The organization of meiotic chromosomes in pachytene nuclei is not only determined by axial elements, but also by the synaptonemal complex (SC), a proteinaceous structure that glues together homologous axial elements to promote stable pairing and inter-homolog recombination (MacQueen et al., 2002). In order to understand better the effect of WAPL-1 on the organization of axial elements, we investigated chromosome structure in pachytene nuclei of wapl-1 syp-1 double mutants, since lack of SYP-1 prevents SC assembly without affecting the formation of axial elements (MacQueen et al., 2002). Late pachytene nuclei of syp-1 mutant germ lines displayed many long and thin HTP-3 tracks, corresponding to individualized and elongated axial elements (Figure 4C). In contrast, late pachytene nuclei of wapl-1 syp-1 double mutants contained fewer HTP-3 tracks, which also appeared bulkier (Figure 4C). This suggested that axial elements were much shorter, and/or the presence of some kind of SC-independent association between axial elements, in wapl-1 syp-1 double mutants. Visualization of the 5S rDNA locus on chromosome V by FISH showed that this region was unpaired in most pachytene nuclei of both syp-1 and wapl-1 syp-1 double mutants, demonstrating that increased association of homologous axial elements is not responsible for the overall reduction in total axial element length observed in wapl-1 syp-1 mutants (Figure 4D and Figure 4—figure supplement 2). Moreover, visualization of the X chromosome pairing center region using HIM-8 antibodies (Phillips et al., 2005) demonstrated that at late pachytene, when this region becomes separated in syp-1 mutants (MacQueen et al., 2002) (Figure 4—figure supplement 2), each HIM-8 signal is associated with a short track of axial element in syp-1 wapl-1 double mutants (Figure 4E and Figure 4—figure supplement 3). Thus, removal of WAPL-1 induces dramatic changes in the overall organization of axial elements in pachytene nuclei.

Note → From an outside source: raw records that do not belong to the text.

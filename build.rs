//! Build script to embed commit hash and build date at compile time.

use std::env;
use std::fs;
use std::path::Path;
use std::process::Command;

fn main() {
    let commit = Command::new("git")
        .args(["rev-parse", "--short=7", "HEAD"])
        .output()
        .ok()
        .and_then(|o| String::from_utf8(o.stdout).ok())
        .map(|s| s.trim().to_string())
        .filter(|s| !s.is_empty())
        .unwrap_or_else(|| "unknown".to_string());

    let date = chrono::Utc::now().format("%Y-%m-%d").to_string();

    let out_dir = env::var("OUT_DIR").unwrap();
    let dest_path = Path::new(&out_dir).join("build_info.rs");

    fs::write(
        &dest_path,
        format!(
            r#"pub const BUILD_COMMIT: &str = "{}";
pub const BUILD_DATE: &str = "{}";"#,
            commit, date
        ),
    )
    .unwrap();

    println!("cargo:rerun-if-changed=.git/HEAD");
}
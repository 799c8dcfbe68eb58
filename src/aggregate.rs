//! Curve aggregation and chart data preparation.
//!
//! Turns a batch of decay curves into a render-ready `RenderSpec` without
//! touching any drawing code, so the plot-every-curve vs summary decision is
//! a pure function. Small batches pass every curve through; large batches
//! get per-round summary statistics plus a fixed-size random sample of
//! individual trials.

use crate::constants::{SUMMARY_MODE_THRESHOLD, SUMMARY_SAMPLE_SIZE, X_AXIS_LABEL, Y_AXIS_LABEL};
use rand::Rng;
use serde::Serialize;

/// How a series should be styled by the renderer.
#[derive(Debug, Clone, Copy, PartialEq, Eq, Serialize)]
pub enum SeriesKind {
    /// One individual trial curve.
    Trial,
    /// A derived statistic across all trials.
    Summary,
}

/// One labeled curve ready for plotting.
#[derive(Debug, Clone, Serialize)]
pub struct Series {
    pub label: String,
    pub points: Vec<f64>,
    pub kind: SeriesKind,
}

/// Everything the renderer needs for one chart. Consumed read-only.
#[derive(Debug, Clone, Serialize)]
pub struct RenderSpec {
    pub series: Vec<Series>,
    pub x_label: &'static str,
    pub y_label: &'static str,
    pub legend_title: &'static str,
}

impl RenderSpec {
    /// Longest series length, for x-axis bounds.
    pub fn max_len(&self) -> usize {
        self.series.iter().map(|s| s.points.len()).max().unwrap_or(0)
    }
}

/// Right-pad every curve with zeros to the length of the longest one.
///
/// Zero is the semantically correct filler: past its exhaustion round a
/// trial's surviving population really is 0.
pub fn pad_curves(curves: &[Vec<f64>]) -> Vec<Vec<f64>> {
    let max_len = curves.iter().map(|c| c.len()).max().unwrap_or(0);
    curves
        .iter()
        .map(|c| {
            let mut padded = c.clone();
            padded.resize(max_len, 0.0);
            padded
        })
        .collect()
}

fn column(padded: &[Vec<f64>], idx: usize) -> Vec<f64> {
    padded.iter().map(|c| c[idx]).collect()
}

fn mean(values: &[f64]) -> f64 {
    values.iter().sum::<f64>() / values.len() as f64
}

fn median(values: &[f64]) -> f64 {
    let mut sorted = values.to_vec();
    sorted.sort_by(|a, b| a.partial_cmp(b).unwrap());
    let mid = sorted.len() / 2;
    if sorted.len() % 2 == 0 {
        (sorted[mid - 1] + sorted[mid]) / 2.0
    } else {
        sorted[mid]
    }
}

/// Per-round-index summary curves over a padded batch.
fn summary_series(padded: &[Vec<f64>]) -> Vec<Series> {
    let len = padded.first().map(|c| c.len()).unwrap_or(0);

    let mut avg = Vec::with_capacity(len);
    let mut med = Vec::with_capacity(len);
    let mut max = Vec::with_capacity(len);
    let mut min = Vec::with_capacity(len);

    for idx in 0..len {
        let col = column(padded, idx);
        avg.push(mean(&col));
        med.push(median(&col));
        max.push(col.iter().cloned().fold(f64::MIN, f64::max));
        min.push(col.iter().cloned().fold(f64::MAX, f64::min));
    }

    vec![
        Series {
            label: "Average Decay".to_string(),
            points: avg,
            kind: SeriesKind::Summary,
        },
        Series {
            label: "Median Decay".to_string(),
            points: med,
            kind: SeriesKind::Summary,
        },
        Series {
            label: "Max Decay".to_string(),
            points: max,
            kind: SeriesKind::Summary,
        },
        Series {
            label: "Min Decay".to_string(),
            points: min,
            kind: SeriesKind::Summary,
        },
    ]
}

/// Build the chart spec for a finished experiment.
///
/// Up to `SUMMARY_MODE_THRESHOLD` trials every curve is plotted as-is. Above
/// the threshold the chart shows four summary curves over the zero-padded
/// batch plus `SUMMARY_SAMPLE_SIZE` distinct randomly sampled trials. The
/// threshold (20) always exceeds the sample size (14), so sampling without
/// replacement cannot run short.
pub fn summarize(curves: &[Vec<f64>], rng: &mut impl Rng) -> RenderSpec {
    let trial_count = curves.len();

    if trial_count <= SUMMARY_MODE_THRESHOLD {
        let series = curves
            .iter()
            .enumerate()
            .map(|(idx, curve)| Series {
                label: format!("Trial {}", idx + 1),
                points: curve.clone(),
                kind: SeriesKind::Trial,
            })
            .collect();

        return RenderSpec {
            series,
            x_label: X_AXIS_LABEL,
            y_label: Y_AXIS_LABEL,
            legend_title: "Trial Curves",
        };
    }

    let padded = pad_curves(curves);
    let mut series = summary_series(&padded);

    // Sampled trials keep their raw, unpadded curves.
    let mut indices = rand::seq::index::sample(rng, trial_count, SUMMARY_SAMPLE_SIZE).into_vec();
    indices.sort_unstable();
    for idx in indices {
        series.push(Series {
            label: format!("Trial {}", idx + 1),
            points: curves[idx].clone(),
            kind: SeriesKind::Trial,
        });
    }

    RenderSpec {
        series,
        x_label: X_AXIS_LABEL,
        y_label: Y_AXIS_LABEL,
        legend_title: "Summary",
    }
}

Since cohesin loading during early meiosis is an essential step in the assembly of axial elements (Severson et al., 2009; Lightfoot et al., 2011; Llano et al., 2012), and Wapl antagonizes stable cohesin binding before S-phase in mitotic cells (Tedeschi et al., 2013), we investigated whether WAPL-1 regulates the morphogenesis of axial elements at meiosis onset. In order to visualize all cohesin complexes in the germ line we used CRISPR to add a C-terminal GFP tag on the endogenous smc-1 gene. Homozygous smc-1::GFP worms are viable and healthy and, as expected, the SMC-1::GFP protein is present in all germline and somatic nuclei. To clearly define the onset of meiotic prophase (leptotene stage), we stained germ lines of SMC-1::GFP wild type and wapl-1 mutant worms with PLK-2 antibodies, as PLK-2 forms aggregates on the nuclear envelope of leptotene nuclei to promote homolog pairing (Labella et al., 2011). In wild-type germ lines, the presence of elongated SMC-1::GFP structures (axial elements) coincided with the appearance of PLK-2 aggregates (8 out 8 germ lines), while nuclei preceding the formation of PLK-2 aggregates displayed diffuse SMC-1::GFP staining (Figure 4F and Figure 4—figure supplement 4). In contrast, the appearance of elongated SMC-1::GFP structures preceded the formation of PLK-2 aggregates in transition zone nuclei of wapl-1 mutant germ lines (7 out of 8 germ lines, average of 5 nuclei per germ line) (Figure 4F). Interestingly, transition zone nuclei in which chromosome clustering has not yet occurred display the highest intensity of WAPL-1 staining in the whole germ line (Figure 1F–G and Figure 1—figure supplement 1), suggesting that high levels of WAPL-1 activity may be present in these nuclei. These observations suggest that WAPL-1 regulates the timing of axial element assembly by antagonizing cohesin association with chromosomes during early meiosis.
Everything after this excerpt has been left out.